Il est vrai qu’à ce jour il n’y a pas eu d’applications directes des découvertes en physique des particules, mais il y a eu quelques occasions manquées. Par exemple, si le muon (une particule instable découverte dans les années 1940) vivait un peu plus longtemps avant de se désintégrer, il pourrait être utilisé pour catalyser la fusion nucléaire et générer d’énormes quantités d’énergie. La découverte de particules chargées à longue durée de vie capables de catalyser la fusion n’est pas inconcevable. Pour donner un autre exemple possible, certaines théories de « grande unification » des forces connues prédisent l’existence de monopôles, qui pourraient être utilisés pour catalyser la désintégration du proton, fournissant ainsi une source d’énergie pratiquement illimitée.
Il n’est donc pas vrai qu’il soit inimaginable d’appliquer les connaissances issues de la physique des particules, même si cela paraît improbable. Ce qui est certain, c’est qu’il sera impossible d’exploiter les lois et faits de la nature qui restent à découvrir.
3.3. Retombées et stimulation de l’industrie
Par retombées, j’entends les dispositifs et techniques développés pour faire de la recherche fondamentale qui se révèlent avoir d’autres usages. Je donne ici quelques exemples issus de la physique des particules (beaucoup pourraient tout aussi bien être attribués à la physique nucléaire, dont la physique des particules est issue) :
Accélérateurs1
- industrie des semi-conducteurs
- stérilisation – alimentaire, médicale, eaux usées
- traitement par rayonnement
- essais non destructifs
- thérapie contre le cancer
- incinération des déchets nucléaires
- production d’énergie (amplificateur d’énergie) ?

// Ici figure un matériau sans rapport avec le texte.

#[cfg(test)]
mod tests {
    use super::*;
    use crate::db::NewObservation;
    use serde_json::{json, Value};
    use tempfile::TempDir;

    fn app_with(rows: &[(&str, &str, &str, i32)], check: SchemaCheck) -> (TempDir, App) {
        let dir = TempDir::new().unwrap();
        let store = Store::open_at(dir.path().join("serve.db"), 2).unwrap();
        store.migrate().unwrap();
        let rows: Vec<NewObservation> = rows
            .iter()
            .map(|(ts, server, remote, port)| NewObservation {
                timestamp: ts.to_string(),
                local_ip: "192.168.0.10".to_string(),
                remote_ip: remote.to_string(),
                port: *port,
                state: "ESTABLISHED".to_string(),
                servername: server.to_string(),
                file_date: ts[..10].to_string(),
            })
            .collect();
        store.insert_observations(&rows).unwrap();
        (dir, App::new(store, check))
    }

    fn scenario_app() -> (TempDir, App) {
        app_with(
            &[
                ("2024-01-01 10:00:00", "A", "1.1.1.1", 80),
                ("2024-01-02 10:00:00", "A", "2.2.2.2", 80),
                ("2024-01-03 10:00:00", "B", "1.1.1.1", 443),
            ],
            SchemaCheck::Startup,
        )
    }

    fn get(app: &App, url: &str) -> (u16, Value) {
        let reply = route(app, &Method::Get, url);
        let body = serde_json::from_str(&reply.body).unwrap();
        (reply.status, body)
    }

    // ==========================================================================
    // EMPTY STORE TESTS
    // ==========================================================================

    #[test]
    fn test_filters_on_empty_store() {
        let (_dir, app) = app_with(&[], SchemaCheck::Startup);
        let (status, body) = get(&app, "/api/v1/connections/filters");
        assert_eq!(status, 200);
        assert_eq!(body, json!({"servers": [], "localIps": [], "remoteIps": [], "ports": []}));
    }

    #[test]
    fn test_listing_on_empty_store() {
        let (_dir, app) = app_with(&[], SchemaCheck::Startup);
        let (status, body) = get(&app, "/api/v1/connections?page=1&limit=10");
        assert_eq!(status, 200);
        assert_eq!(body, json!({"connections": [], "total": 0, "page": 1, "limit": 10, "pages": 0}));
    }

    // ==========================================================================
    // ENDPOINT SHAPE TESTS
    // ==========================================================================

    #[test]
    fn test_listing_row_shape() {
        let (_dir, app) = scenario_app();
        let (status, body) = get(&app, "/api/v1/connections?servers=B");
        assert_eq!(status, 200);
        assert_eq!(body["total"], 1);
        assert_eq!(body["pages"], 1);
        assert_eq!(
            body["connections"][0],
            json!({
                "id": 3,
                "timestamp": "2024-01-03 10:00:00",
                "server": "B",
                "localIp": "192.168.0.10",
                "remoteIp": "1.1.1.1",
                "port": 443,
                "status": "ESTABLISHED"
            })
        );
    }

    #[test]
    fn test_stats_shape_and_scenario() {
        let (_dir, app) = scenario_app();
        let (status, body) = get(&app, "/api/v1/connections/stats?servers=A");
        assert_eq!(status, 200);
        assert_eq!(body["server"], json!([{"value": "A", "count": 2}]));
        assert_eq!(body["port"], json!([{"value": 80, "count": 2}]));
        let remote = body["remoteIp"].as_array().unwrap();
        assert_eq!(remote.len(), 2);
        assert!(remote.iter().all(|c| c["count"] == 1));
    }

    #[test]
    fn test_advanced_stats_shape() {
        let (_dir, app) = scenario_app();
        let (status, body) = get(&app, "/api/v1/connections/stats/advanced?limit=1&ports=80");
        assert_eq!(status, 200);
        assert_eq!(body["data"].as_array().unwrap().len(), 1);
        assert_eq!(body["data"][0]["server"], "A");
        assert!(body["data"][0].get("remote_ip").is_some());
        assert_eq!(body["servers"], json!(["A", "B"]));
    }

    #[test]
    fn test_listing_total_matches_stats_sum() {
        let (_dir, app) = scenario_app();
        let (_, listing) = get(&app, "/api/v1/connections?ports=80,443&remoteIp=1.1.1.1");
        let (_, stats) = get(&app, "/api/v1/connections/stats?ports=80,443&remoteIp=1.1.1.1");
        let sum: i64 = stats["server"].as_array().unwrap().iter().map(|c| c["count"].as_i64().unwrap()).sum();
        assert_eq!(listing["total"].as_i64().unwrap(), sum);
        assert_eq!(sum, 2);
    }

    #[test]
    fn test_trailing_slash_is_accepted() {
        let (_dir, app) = scenario_app();
        let (status, body) = get(&app, "/api/v1/connections/?ports=80");
        assert_eq!(status, 200);
        assert_eq!(body["total"], 2);
    }

    // ==========================================================================
    // ERROR TESTS
    // ==========================================================================

    #[test]
    fn test_bad_port_is_400() {
        let (_dir, app) = scenario_app();
        let (status, body) = get(&app, "/api/v1/connections?ports=80,http");
        assert_eq!(status, 400);
        assert_eq!(body["error"], true);
        assert!(body["message"].as_str().unwrap().contains("http"));
    }

    #[test]
    fn test_huge_limit_is_one_page() {
        let (_dir, app) = scenario_app();
        let (status, body) = get(&app, "/api/v1/connections?limit=9223372036854775807");
        assert_eq!(status, 200);
        assert_eq!(body["total"], 3);
        assert_eq!(body["pages"], 1);
        assert_eq!(body["limit"], i64::MAX);
        assert_eq!(body["connections"].as_array().unwrap().len(), 3);
    }

    #[test]
    fn test_zero_limit_is_400() {
        let (_dir, app) = scenario_app();
        let (status, _) = get(&app, "/api/v1/connections/stats/advanced?limit=0");
        assert_eq!(status, 400);
    }

    #[test]
    fn test_missing_table_per_request_is_500() {
        let dir = TempDir::new().unwrap();
        let store = Store::open_at(dir.path().join("bare.db"), 1).unwrap();
        let app = App::new(store, SchemaCheck::Request);

        for url in [
            "/api/v1/connections/filters",
            "/api/v1/connections",
            "/api/v1/connections/stats",
            "/api/v1/connections/stats/advanced",
        ] {
            let (status, body) = get(&app, url);
            assert_eq!(status, 500, "{}", url);
            assert_eq!(body["error"], true);
            assert!(body["message"].as_str().unwrap().contains("'connections' does not exist"));
        }
    }

    #[test]
    fn test_unknown_path_is_404() {
        let (_dir, app) = scenario_app();
        let (status, body) = get(&app, "/api/v2/nothing");
        assert_eq!(status, 404);
        assert_eq!(body["error"], true);
    }

    #[test]
    fn test_post_is_405() {
        let (_dir, app) = scenario_app();
        let reply = route(&app, &Method::Post, "/api/v1/connections");
        assert_eq!(reply.status, 405);
    }

    // ==========================================================================
    // PRE-FLIGHT AND UI TESTS
    // ==========================================================================

    #[test]
    fn test_options_is_empty_success() {
        let (_dir, app) = scenario_app();
        let reply = route(&app, &Method::Options, "/api/v1/connections/stats");
        assert_eq!(reply.status, 200);
        assert!(reply.body.is_empty());
        assert_eq!(reply.content_type, None);
    }

    fn assert_cors(reply: &Reply) {
        let headers = reply.headers();
        for (name, value) in [
            ("Access-Control-Allow-Origin", "*"),
            ("Access-Control-Allow-Methods", "GET, OPTIONS"),
            ("Access-Control-Allow-Headers", "Content-Type"),
        ] {
            assert!(headers.contains(&(name, value)), "missing {} on {}", name, reply.status);
        }
    }

    #[test]
    fn test_every_reply_carries_cors_headers() {
        let (_dir, app) = scenario_app();
        let options = route(&app, &Method::Options, "/api/v1/connections/stats");
        assert_cors(&options);
        assert!(!options.headers().iter().any(|(name, _)| *name == "Content-Type"));

        let ok = route(&app, &Method::Get, "/api/v1/connections");
        assert_cors(&ok);
        assert!(ok.headers().contains(&("Content-Type", "application/json")));

        for reply in [
            route(&app, &Method::Get, "/api/v1/connections?ports=http"),
            route(&app, &Method::Get, "/api/v2/nothing"),
            route(&app, &Method::Post, "/api/v1/connections"),
        ] {
            assert!(reply.status >= 400);
            assert_cors(&reply);
        }
    }

    #[test]
    fn test_root_serves_dashboard() {
        let (_dir, app) = scenario_app();
        let reply = route(&app, &Method::Get, "/");
        assert_eq!(reply.status, 200);
        assert!(reply.content_type.unwrap().starts_with("text/html"));
        assert!(reply.body.contains("'/api/v1/connections'"));
    }
}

- source de rayonnement synchrotron (biologie, physique de la matière condensée…)
- source de neutrons (biologie, physique de la matière condensée…)
Détecteurs de particules
- Détecteurs à cristaux2
- imagerie médicale
- sûreté et sécurité
- essais non destructifs
- recherche
- Chambres proportionnelles à fils multiples
- inspection de conteneurs
- recherche
- Détecteurs à semi-conducteurs
- nombreuses applications en cours de développement
Informatique
- World Wide Web3
- programmes de simulation
- diagnostic de pannes
- systèmes de contrôle
- stimulation du calcul parallèle
Supraconductivité
- physique des particules
- fils/câbles multifilamentaires
- imagerie par résonance magnétique nucléaire
- nombreuses autres (cryogénie, vide, génie électrique, géodésie…)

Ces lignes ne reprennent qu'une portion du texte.